═══ Data for processing

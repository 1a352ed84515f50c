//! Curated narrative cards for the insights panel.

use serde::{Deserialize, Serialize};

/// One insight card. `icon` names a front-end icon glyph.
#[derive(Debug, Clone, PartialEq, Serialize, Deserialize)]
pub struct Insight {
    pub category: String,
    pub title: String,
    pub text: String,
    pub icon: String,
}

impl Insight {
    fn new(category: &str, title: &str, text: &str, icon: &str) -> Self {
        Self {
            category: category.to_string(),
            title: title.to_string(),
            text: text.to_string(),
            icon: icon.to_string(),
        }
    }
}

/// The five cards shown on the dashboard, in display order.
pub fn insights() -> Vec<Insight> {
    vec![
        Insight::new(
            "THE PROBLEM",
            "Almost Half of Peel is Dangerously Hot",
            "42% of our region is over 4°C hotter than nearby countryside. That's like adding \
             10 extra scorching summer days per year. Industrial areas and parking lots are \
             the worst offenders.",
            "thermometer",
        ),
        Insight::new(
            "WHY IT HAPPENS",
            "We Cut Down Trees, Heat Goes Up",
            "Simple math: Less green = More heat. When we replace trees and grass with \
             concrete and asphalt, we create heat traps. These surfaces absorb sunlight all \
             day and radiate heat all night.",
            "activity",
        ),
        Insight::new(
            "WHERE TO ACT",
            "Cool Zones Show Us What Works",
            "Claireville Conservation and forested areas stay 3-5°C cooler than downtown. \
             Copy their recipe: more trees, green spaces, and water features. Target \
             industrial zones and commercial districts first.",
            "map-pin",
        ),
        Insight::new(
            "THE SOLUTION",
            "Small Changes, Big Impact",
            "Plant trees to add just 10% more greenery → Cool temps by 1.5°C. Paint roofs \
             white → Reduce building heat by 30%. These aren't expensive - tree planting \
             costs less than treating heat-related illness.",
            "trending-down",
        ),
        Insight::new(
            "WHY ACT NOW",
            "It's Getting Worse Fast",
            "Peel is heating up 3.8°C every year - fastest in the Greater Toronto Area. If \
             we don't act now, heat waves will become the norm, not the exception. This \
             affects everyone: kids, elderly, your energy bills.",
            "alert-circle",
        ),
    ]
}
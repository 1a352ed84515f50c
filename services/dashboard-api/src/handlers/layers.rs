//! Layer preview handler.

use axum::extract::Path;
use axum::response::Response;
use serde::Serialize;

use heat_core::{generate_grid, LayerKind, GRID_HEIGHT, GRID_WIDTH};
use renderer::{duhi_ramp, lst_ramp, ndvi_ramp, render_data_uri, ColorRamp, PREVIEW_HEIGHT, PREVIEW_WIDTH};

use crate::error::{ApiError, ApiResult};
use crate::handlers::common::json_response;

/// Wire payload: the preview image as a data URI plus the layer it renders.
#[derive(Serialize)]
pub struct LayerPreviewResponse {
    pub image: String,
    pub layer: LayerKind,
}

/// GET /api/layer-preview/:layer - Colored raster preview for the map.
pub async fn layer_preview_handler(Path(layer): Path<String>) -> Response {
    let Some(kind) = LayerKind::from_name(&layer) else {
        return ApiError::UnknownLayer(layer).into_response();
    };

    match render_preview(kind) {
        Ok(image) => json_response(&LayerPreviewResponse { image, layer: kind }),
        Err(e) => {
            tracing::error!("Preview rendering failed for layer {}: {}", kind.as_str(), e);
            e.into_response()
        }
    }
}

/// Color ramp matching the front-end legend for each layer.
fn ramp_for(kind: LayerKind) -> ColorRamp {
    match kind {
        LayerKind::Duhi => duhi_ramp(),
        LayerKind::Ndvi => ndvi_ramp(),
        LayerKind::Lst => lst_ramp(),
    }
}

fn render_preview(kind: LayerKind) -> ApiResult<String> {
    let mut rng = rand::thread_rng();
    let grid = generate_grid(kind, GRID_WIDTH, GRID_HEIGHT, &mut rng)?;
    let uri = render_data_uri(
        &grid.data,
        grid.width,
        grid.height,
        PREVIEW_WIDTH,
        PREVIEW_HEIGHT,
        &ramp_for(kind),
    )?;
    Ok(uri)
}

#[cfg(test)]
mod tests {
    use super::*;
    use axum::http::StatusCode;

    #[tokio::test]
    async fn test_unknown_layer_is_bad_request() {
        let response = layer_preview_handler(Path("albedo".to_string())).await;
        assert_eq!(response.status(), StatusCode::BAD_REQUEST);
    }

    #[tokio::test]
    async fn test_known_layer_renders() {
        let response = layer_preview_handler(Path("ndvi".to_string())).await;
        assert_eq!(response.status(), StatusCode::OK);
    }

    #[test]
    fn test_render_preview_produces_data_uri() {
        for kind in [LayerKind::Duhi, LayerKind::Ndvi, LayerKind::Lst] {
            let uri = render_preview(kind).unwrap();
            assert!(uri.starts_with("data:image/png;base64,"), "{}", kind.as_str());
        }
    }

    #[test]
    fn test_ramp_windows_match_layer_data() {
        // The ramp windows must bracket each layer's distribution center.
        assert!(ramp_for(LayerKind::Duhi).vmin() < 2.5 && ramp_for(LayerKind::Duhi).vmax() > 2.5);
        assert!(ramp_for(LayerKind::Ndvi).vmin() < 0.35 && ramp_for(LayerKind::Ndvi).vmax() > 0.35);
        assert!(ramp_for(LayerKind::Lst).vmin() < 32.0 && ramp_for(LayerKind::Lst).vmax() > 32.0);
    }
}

══════

Return the records above in their entirety, exactly as they appear.

repository 1a352ed84515f50c
//! Curated narrative cards for the insights panel.

use serde::{Deserialize, Serialize};

/// One insight card. `icon` names a front-end icon glyph.
#[derive(Debug, Clone, PartialEq, Serialize, Deserialize)]
pub struct Insight {
    pub category: String,
    pub title: String,
    pub text: String,
    pub icon: String,
}

impl Insight {
    fn new(category: &str, title: &str, text: &str, icon: &str) -> Self {
        Self {
            category: category.to_string(),
            title: title.to_string(),
            text: text.to_string(),
            icon: icon.to_string(),
        }
    }
}

/// The five cards shown on the dashboard, in display order.
pub fn insights() -> Vec<Insight> {
    vec![
        Insight::new(
            "THE PROBLEM",
            "Almost Half of Peel is Dangerously Hot",
            "42% of our region is over 4°C hotter than nearby countryside. That's like adding \
             10 extra scorching summer days per year. Industrial areas and parking lots are \
             the worst offenders.",
            "thermometer",
        ),
        Insight::new(
            "WHY IT HAPPENS",
            "We Cut Down Trees, Heat Goes Up",
            "Simple math: Less green = More heat. When we replace trees and grass with \
             concrete and asphalt, we create heat traps. These surfaces absorb sunlight all \
             day and radiate heat all night.",
            "activity",
        ),
        Insight::new(
            "WHERE TO ACT",
            "Cool Zones Show Us What Works",
            "Claireville Conservation and forested areas stay 3-5°C cooler than downtown. \
             Copy their recipe: more trees, green spaces, and water features. Target \
             industrial zones and commercial districts first.",
            "map-pin",
        ),
        Insight::new(
            "THE SOLUTION",
            "Small Changes, Big Impact",
            "Plant trees to add just 10% more greenery → Cool temps by 1.5°C. Paint roofs \
             white → Reduce building heat by 30%. These aren't expensive - tree planting \
             costs less than treating heat-related illness.",
            "trending-down",
        ),
        Insight::new(
            "WHY ACT NOW",
            "It's Getting Worse Fast",
            "Peel is heating up 3.8°C every year - fastest in the Greater Toronto Area. If \
             we don't act now, heat waves will become the norm, not the exception. This \
             affects everyone: kids, elderly, your energy bills.",
            "alert-circle",
        ),
    ]
}
repository 1a352ed84515f50c
filename services/dashboard-api/src/handlers/layers.rs
//! Layer preview handler.

use axum::extract::Path;
use axum::response::Response;
use serde::Serialize;

use heat_core::{generate_grid, LayerKind, GRID_HEIGHT, GRID_WIDTH};
use renderer::{duhi_ramp, lst_ramp, ndvi_ramp, render_data_uri, ColorRamp, PREVIEW_HEIGHT, PREVIEW_WIDTH};

use crate::error::{ApiError, ApiResult};
use crate::handlers::common::json_response;

/// Wire payload: the preview image as a data URI plus the layer it renders.
#[derive(Serialize)]
pub struct LayerPreviewResponse {
    pub image: String,
    pub layer: LayerKind,
}

/// GET /api/layer-preview/:layer - Colored raster preview for the map.
pub async fn layer_preview_handler(Path(layer): Path<String>) -> Response {
    let Some(kind) = LayerKind::from_name(&layer) else {
        return ApiError::UnknownLayer(layer).into_response();
    };

    match render_preview(kind) {
        Ok(image) => json_response(&LayerPreviewResponse { image, layer: kind }),
        Err(e) => {
            tracing::error!("Preview rendering failed for layer {}: {}", kind.as_str(), e);
            e.into_response()
        }
    }
}

/// Color ramp matching the front-end legend for each layer.
fn ramp_for(kind: LayerKind) -> ColorRamp {
    match kind {
        LayerKind::Duhi => duhi_ramp(),
        LayerKind::Ndvi => ndvi_ramp(),
        LayerKind::Lst => lst_ramp(),
    }
}

fn render_preview(kind: LayerKind) -> ApiResult<String> {
    let mut rng = rand::thread_rng();
    let grid = generate_grid(kind, GRID_WIDTH, GRID_HEIGHT, &mut rng)?;
    let uri = render_data_uri(
        &grid.data,
        grid.width,
        grid.height,
        PREVIEW_WIDTH,
        PREVIEW_HEIGHT,
        &ramp_for(kind),
    )?;
    Ok(uri)
}

#[cfg(test)]
mod tests {
    use super::*;
    use axum::http::StatusCode;

    #[tokio::test]
    async fn test_unknown_layer_is_bad_request() {
        let response = layer_preview_handler(Path("albedo".to_string())).await;
        assert_eq!(response.status(), StatusCode::BAD_REQUEST);
    }

    #[tokio::test]
    async fn test_known_layer_renders() {
        let response = layer_preview_handler(Path("ndvi".to_string())).await;
        assert_eq!(response.status(), StatusCode::OK);
    }

    #[test]
    fn test_render_preview_produces_data_uri() {
        for kind in [LayerKind::Duhi, LayerKind::Ndvi, LayerKind::Lst] {
            let uri = render_preview(kind).unwrap();
            assert!(uri.starts_with("data:image/png;base64,"), "{}", kind.as_str());
        }
    }

    #[test]
    fn test_ramp_windows_match_layer_data() {
        // The ramp windows must bracket each layer's distribution center.
        assert!(ramp_for(LayerKind::Duhi).vmin() < 2.5 && ramp_for(LayerKind::Duhi).vmax() > 2.5);
        assert!(ramp_for(LayerKind::Ndvi).vmin() < 0.35 && ramp_for(LayerKind::Ndvi).vmax() > 0.35);
        assert!(ramp_for(LayerKind::Lst).vmin() < 32.0 && ramp_for(LayerKind::Lst).vmax() > 32.0);
    }
}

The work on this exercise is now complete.